I've used Homespun to make a poncho and scarf for a Christmas gift last year. And I've made 4-5 sets of coat, hat and boots for American girl dolls. All these items were knit, I haven't try to crochet with it. I didn't have problems knitting with it and it works up into a lovely soft item.


----------



## loveyarn (Jun 8, 2011)

I found Homespun to be very difficult to crochet with but have not had a problem knitting with it. Give it a try and judge for yourself. I did find that a pattern or design does not show up well.


----------



## nevadalynn (Apr 27, 2011)

I have not had trouble with homespun if I use larger needles - sizw 10 or over. It works up beautifully and I think it makes for a nice warm scarf or afgan


----------



## manytalents (Sep 18, 2011)

I love Homespun for knitting shawls. The end product is soft and beautiful. I agree with those that said a larger needle 11-13 is the key. After all it is a bulky yarn! Have fun with your project, I may have to try your pattern, it sounds intriguing...


----------



## mvonins (Jul 21, 2011)

I made a couple of scarves with it and started a shawl, just did not like the feel of it. It gave me that same feeling you get when you hear fingernails on a chalkboard - but then that was me. You may not have a problem with it and I agree the colors are beautiful.


----------



## immunurse (May 2, 2011)

I haven't taken the time to read all of the relies on this thread (what time do you guys get up in the morning???) so if someone else has already said this, forgive me, please.

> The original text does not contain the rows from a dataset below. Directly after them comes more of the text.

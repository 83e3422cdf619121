//! Logging helpers for the ranging session.
//!
//! Each helper logs through `defmt` on the target and mirrors the same line
//! to stdout on the host.

use ranging_core::buffer::BufferOverflow;
use ranging_core::controller::{ProcedureEnableInfo, RemoteCapabilities};
use ranging_core::estimator::{DistanceEstimate, EstimateError};
use ranging_core::ingest::IngestOutcome;
use ranging_core::orchestrator::{RetryReason, SessionError, SetupStep};
use ranging_core::procedure::ProcedureCounter;
use ranging_core::retriever::FetchCompletion;

#[cfg(target_os = "none")]
use defmt::Display2Format;

#[cfg(target_os = "none")]
pub(crate) fn log_setup_step(step: SetupStep) {
    defmt::info!("setup: {}", step.label());
}

#[cfg(not(target_os = "none"))]
pub(crate) fn log_setup_step(step: SetupStep) {
    println!("setup: {}", step.label());
}

#[cfg(target_os = "none")]
pub(crate) fn log_session_error(err: &SessionError) {
    defmt::error!("session: {}", Display2Format(err));
}

#[cfg(not(target_os = "none"))]
pub(crate) fn log_session_error(err: &SessionError) {
    println!("session: {err}");
}

#[cfg(target_os = "none")]
pub(crate) fn log_capabilities(capabilities: &RemoteCapabilities) {
    defmt::info!("setup: remote capabilities {}", Display2Format(capabilities));
}

#[cfg(not(target_os = "none"))]
pub(crate) fn log_capabilities(capabilities: &RemoteCapabilities) {
    println!("setup: remote capabilities {capabilities}");
}

#[cfg(target_os = "none")]
pub(crate) fn log_procedure_enabled(info: &ProcedureEnableInfo) {
    defmt::info!(
        "controller: procedures {} config={=u8} tx_power={=i8}dBm subevent_len={=u32}us count={=u16}",
        if info.enabled { "enabled" } else { "disabled" },
        info.config_id,
        info.selected_tx_power,
        info.subevent_len,
        info.procedure_count
    );
}

#[cfg(not(target_os = "none"))]
pub(crate) fn log_procedure_enabled(info: &ProcedureEnableInfo) {
    println!(
        "controller: procedures {} config={} tx_power={}dBm subevent_len={}us count={}",
        if info.enabled { "enabled" } else { "disabled" },
        info.config_id,
        info.selected_tx_power,
        info.subevent_len,
        info.procedure_count
    );
}

#[cfg(target_os = "none")]
pub(crate) fn log_ingest(outcome: &IngestOutcome) {
    match outcome {
        IngestOutcome::SubeventAborted(counter) => {
            defmt::warn!("local: subevent aborted, dropping procedure {=u16}", counter.value());
        }
        IngestOutcome::Overflow { counter, overflow } => defmt::error!(
            "local: procedure {=u16} dropped, {}",
            counter.value(),
            Display2Format(overflow)
        ),
        IngestOutcome::ProcedureAborted(counter) => {
            defmt::warn!("local: procedure {=u16} aborted", counter.value());
        }
        IngestOutcome::ProcedureComplete(counter) => {
            defmt::info!("local: procedure {=u16} complete", counter.value());
        }
        IngestOutcome::BufferHeld { counter, held } => defmt::warn!(
            "local: procedure {=u16} dropped, buffer holds {=u16}",
            counter.value(),
            held.value()
        ),
        IngestOutcome::BufferBusy(counter) => {
            defmt::warn!("local: buffer busy, dropping procedure {=u16}", counter.value());
        }
        IngestOutcome::Accumulated { .. } | IngestOutcome::Ignored(_) => {}
    }
}

#[cfg(not(target_os = "none"))]
pub(crate) fn log_ingest(outcome: &IngestOutcome) {
    match outcome {
        IngestOutcome::SubeventAborted(counter) => {
            println!("local: subevent aborted, dropping procedure {counter}");
        }
        IngestOutcome::Overflow { counter, overflow } => {
            println!("local: procedure {counter} dropped, {overflow}");
        }
        IngestOutcome::ProcedureAborted(counter) => {
            println!("local: procedure {counter} aborted");
        }
        IngestOutcome::ProcedureComplete(counter) => {
            println!("local: procedure {counter} complete");
        }
        IngestOutcome::BufferHeld { counter, held } => {
            println!("local: procedure {counter} dropped, buffer holds {held}");
        }
        IngestOutcome::BufferBusy(counter) => {
            println!("local: buffer busy, dropping procedure {counter}");
        }
        IngestOutcome::Accumulated { .. } | IngestOutcome::Ignored(_) => {}
    }
}

#[cfg(target_os = "none")]
pub(crate) fn log_peer_ready(counter: ProcedureCounter) {
    defmt::info!("peer: ranging data ready {=u16}", counter.value());
}

#[cfg(not(target_os = "none"))]
pub(crate) fn log_peer_ready(counter: ProcedureCounter) {
    println!("peer: ranging data ready {counter}");
}

#[cfg(target_os = "none")]
pub(crate) fn log_peer_overwritten(counter: ProcedureCounter) {
    defmt::info!("peer: ranging data overwritten {=u16}", counter.value());
}

#[cfg(not(target_os = "none"))]
pub(crate) fn log_peer_overwritten(counter: ProcedureCounter) {
    println!("peer: ranging data overwritten {counter}");
}

#[cfg(target_os = "none")]
pub(crate) fn log_stray_segment(len: usize) {
    defmt::warn!("peer: dropping {} byte segment, no fetch outstanding", len);
}

#[cfg(not(target_os = "none"))]
pub(crate) fn log_stray_segment(len: usize) {
    println!("peer: dropping {len} byte segment, no fetch outstanding");
}

#[cfg(target_os = "none")]
pub(crate) fn log_segment_lost(counter: ProcedureCounter) {
    defmt::warn!("peer: buffer busy, abandoning fetch {=u16}", counter.value());
}

#[cfg(not(target_os = "none"))]
pub(crate) fn log_segment_lost(counter: ProcedureCounter) {
    println!("peer: buffer busy, abandoning fetch {counter}");
}

#[cfg(target_os = "none")]
pub(crate) fn log_segment_overflow(counter: ProcedureCounter, overflow: &BufferOverflow) {
    defmt::error!(
        "peer: ranging data {=u16} does not fit, {}",
        counter.value(),
        Display2Format(overflow)
    );
}

#[cfg(not(target_os = "none"))]
pub(crate) fn log_segment_overflow(counter: ProcedureCounter, overflow: &BufferOverflow) {
    println!("peer: ranging data {counter} does not fit, {overflow}");
}

#[cfg(target_os = "none")]
pub(crate) fn log_fetch_requested(counter: ProcedureCounter) {
    defmt::info!("peer: requesting ranging data {=u16}", counter.value());
}

#[cfg(not(target_os = "none"))]
pub(crate) fn log_fetch_requested(counter: ProcedureCounter) {
    println!("peer: requesting ranging data {counter}");
}

#[cfg(target_os = "none")]
pub(crate) fn log_fetch_complete(completion: &FetchCompletion) {
    match completion.result {
        Ok(()) => defmt::info!(
            "peer: ranging data get completed for {=u16}",
            completion.counter.value()
        ),
        Err(err) => defmt::error!(
            "peer: ranging data get for {=u16} failed: {}",
            completion.counter.value(),
            Display2Format(&err)
        ),
    }
}

#[cfg(not(target_os = "none"))]
pub(crate) fn log_fetch_complete(completion: &FetchCompletion) {
    match completion.result {
        Ok(()) => println!(
            "peer: ranging data get completed for {}",
            completion.counter
        ),
        Err(err) => println!(
            "peer: ranging data get for {} failed: {err}",
            completion.counter
        ),
    }
}

#[cfg(target_os = "none")]
pub(crate) fn log_ignored_completion(counter: ProcedureCounter) {
    defmt::warn!("peer: ignoring completion for {=u16}", counter.value());
}

#[cfg(not(target_os = "none"))]
pub(crate) fn log_ignored_completion(counter: ProcedureCounter) {
    println!("peer: ignoring completion for {counter}");
}

#[cfg(target_os = "none")]
pub(crate) fn log_retry(reason: &RetryReason) {
    defmt::warn!("ranging: retry, {}", Display2Format(reason));
}

#[cfg(not(target_os = "none"))]
pub(crate) fn log_retry(reason: &RetryReason) {
    println!("ranging: retry, {reason}");
}

#[cfg(target_os = "none")]
pub(crate) fn log_in_flight_dropped(counter: ProcedureCounter) {
    defmt::warn!("ranging: discarding unfinished procedure {=u16}", counter.value());
}

#[cfg(not(target_os = "none"))]
pub(crate) fn log_in_flight_dropped(counter: ProcedureCounter) {
    println!("ranging: discarding unfinished procedure {counter}");
}

#[cfg(target_os = "none")]
pub(crate) fn log_estimate(counter: ProcedureCounter, estimate: &DistanceEstimate) {
    defmt::info!(
        "ranging: procedure {=u16} distance {}",
        counter.value(),
        Display2Format(estimate)
    );
}

#[cfg(not(target_os = "none"))]
pub(crate) fn log_estimate(counter: ProcedureCounter, estimate: &DistanceEstimate) {
    println!("ranging: procedure {counter} distance {estimate}");
}

#[cfg(target_os = "none")]
pub(crate) fn log_estimate_failed(counter: ProcedureCounter, err: &EstimateError) {
    defmt::warn!(
        "ranging: procedure {=u16} estimate failed: {}",
        counter.value(),
        Display2Format(err)
    );
}

#[cfg(not(target_os = "none"))]
pub(crate) fn log_estimate_failed(counter: ProcedureCounter, err: &EstimateError) {
    println!("ranging: procedure {counter} estimate failed: {err}");
}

Homespun feels SO soft and comforting to use. My granddaughter saw me doing my first prayer shawl with it and wanted me to give it to her -- I wouldn't but made a throw for her right after. 

Number one piece of advice -- do not try to use it with a Boye crochet hook. It is easier to knit it than to crochet, but if you're experienced you should do OK as long as you use Susan Bates hooks.


----------



## Bebekka (Jun 4, 2011)

I have used Homespun and the only problem I had was when I needed to unknit. It was difficult pulling the yarn fibers. Otherwise, I was fine with it.


----------



## Char25 (Jul 1, 2011)

I find it easier to knit with Homespun than to crochet. It is easier to see the stitches on the needle.


----------



## Dee32 (Aug 28, 2011)

I am knitting a baby blanket and am having no problems.


----------



## rosebay44 (Apr 27, 2011)

Life is too short, those I knit for are too precious, to knit with cheap, plastic yarn. It's hard to knit and crochet with Homespun and even harder on my hands. I don't buy cheap acrylic sweaters either because I find them scratchy.


----------



## slusnia (Aug 24, 2011)

I made a pullover sweater with hood with it for my niece. The pattern is on the Lion Yarn website. I found it worked well, was quick to knit, and my niece loved the sweater. I'll probably make her another one now that she has outgrown the first.


----------



## arleney1008 (Mar 25, 2011)

Emell said:


> Has anyone used Lion Brand Homespun for knitting? I found a Michael's where it was on sale, loved a color and decided to buy it. A woman in line waiting for checkout and I started to talk and she told me that she tried to crochet with it and almost gave up. Another woman said the same thing, that it was difficult to work with and snagged easily. Both women said they would never buy it again. They are both crocheters if that makes a difference. I will be knitting with it.
> 
> Would appreciate any feedback. Thanks.


I just finished a prayer shawl the other day with Homespun yarn and it is great to knit with and oh so soft when finished.


----------



## maudeham (Jun 6, 2011)

Right now, I'm using it all the time to knit scarves. I 've not tried it for anything else.


----------



## gypsie (May 28, 2011)

I've knitted and crocheted with it and I love it! You just have to get the groove with it, it has a rhythm to it. Once you find that, it will be smooth sailing....it turns out very soft projects! Enjoy!


----------



## MajorJane (Aug 22, 2011)

I have used it for afghan and for a shawl and for mittens both knit and crchet and had no problems ( other than my cat loves to chew it!!!) Wonderful colours and looks so nice when finished.


----------



## supergirl6116 (Apr 3, 2011)

stevieland said:


> I don't care for it at all myself. I've crocheted with it as well as knitted. The complete lack of elasticity makes it hard on my hands. The colors are really pretty and the FO is nice at first, but I found that the afghans I made got ratty looking really quickly, really pilly and fuzzy--not attractive. And it is splitty. But many seem to like it, so it's just personal preference, I guess.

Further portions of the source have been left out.